§ **Work required**: For the entries below, the expected answer is the line with "state.root = false;", the line with "for (_, _, mut", and every line between them, exactly as written, and nothing more.

§ **Saved entries**:

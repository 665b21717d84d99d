use bevy::prelude::*;
use std::collections::HashMap;

use crate::engine::FretboardElements;
use crate::theory::{GuitarString, PitchClass, Tuning};

/// A fretted tone owned by the fretboard view.
#[derive(Component, Debug, Clone, PartialEq, Eq)]
pub struct FretNote {
    pub string: GuitarString,
    pub pitch: PitchClass,
    pub fret: u8,
}

/// Lit state the engine writes and the view reads back.
#[derive(Component, Debug, Clone, Copy, Default, PartialEq, Eq)]
pub struct NoteState {
    pub active: bool,
    pub root: bool,
}

pub type FretNoteQuery<'w, 's> = Query<'w, 's, (Entity, &'static FretNote, &'static mut NoteState)>;

pub fn fretboard_bundles(tuning: &Tuning, fret_count: u8) -> Vec<(FretNote, NoteState)> {
    let mut bundles = Vec::new();
    for string in tuning.strings() {
        for fret in 0..=fret_count {
            if let Some(pitch) = tuning.pitch_at(string, fret) {
                bundles.push((FretNote { string, pitch, fret }, NoteState::default()));
            }
        }
    }
    bundles
}

pub fn spawn_fretboard(commands: &mut Commands, tuning: &Tuning, fret_count: u8) {
    let bundles = fretboard_bundles(tuning, fret_count);
    info!("Spawning {} fretboard notes", bundles.len());
    commands.spawn_batch(bundles);
}

/// Exposes the fretboard entities to the engine for one apply.
pub struct QueryFretboard<'q, 'w, 's> {
    query: &'q mut FretNoteQuery<'w, 's>,
    index: HashMap<(GuitarString, PitchClass), Entity>,
}

impl<'q, 'w, 's> QueryFretboard<'q, 'w, 's> {
    pub fn new(query: &'q mut FretNoteQuery<'w, 's>) -> Self {
        let index = query
            .iter()
            .map(|(entity, note, _)| ((note.string, note.pitch.clone()), entity))
            .collect();
        Self { query, index }
    }
}

impl FretboardElements for QueryFretboard<'_, '_, '_> {
    type Handle = Entity;

    fn find_element(&self, string: GuitarString, pitch: &PitchClass) -> Option<Entity> {
        self.index.get(&(string, pitch.clone())).copied()
    }

    fn fret(&self, handle: Entity) -> u8 {
        self.query
            .get(handle)
            .map_or(0, |(_, note, _)| note.fret)
    }

    fn set_active(&mut self, handle: Entity, active: bool) {
        if let Ok((_, _, mut state)) = self.query.get_mut(handle) {
            state.active = active;
            if !active {
                state.root = false;
            }
        }
    }

    fn set_root(&mut self, handle: Entity, root: bool) {
        if let Ok((_, _, mut state)) = self.query.get_mut(handle) {
            state.root = root;
        }
    }

    fn clear_all(&mut self) {
        for (_, _, mut state) in self.query.iter_mut() {
            if state.active || state.root {
                *state = NoteState::default();
            }
        }
    }
}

§ **Final answer**:
                state.root = false;
            }
        }
    }

    fn set_root(&mut self, handle: Entity, root: bool) {
        if let Ok((_, _, mut state)) = self.query.get_mut(handle) {
            state.root = root;
        }
    }

    fn clear_all(&mut self) {
        for (_, _, mut state) in self.query.iter_mut() {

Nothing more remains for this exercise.